─── COLLECTED MATERIAL ───

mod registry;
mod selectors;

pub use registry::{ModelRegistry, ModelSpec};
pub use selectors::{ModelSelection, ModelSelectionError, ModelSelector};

───

**PROBLEM DESCRIPTION**
Please restate the material above, word for word and in full.

**SOLUTION TO THIS TASK**
mod registry;
mod selectors;

pub use registry::{ModelRegistry, ModelSpec};
pub use selectors::{ModelSelection, ModelSelectionError, ModelSelector};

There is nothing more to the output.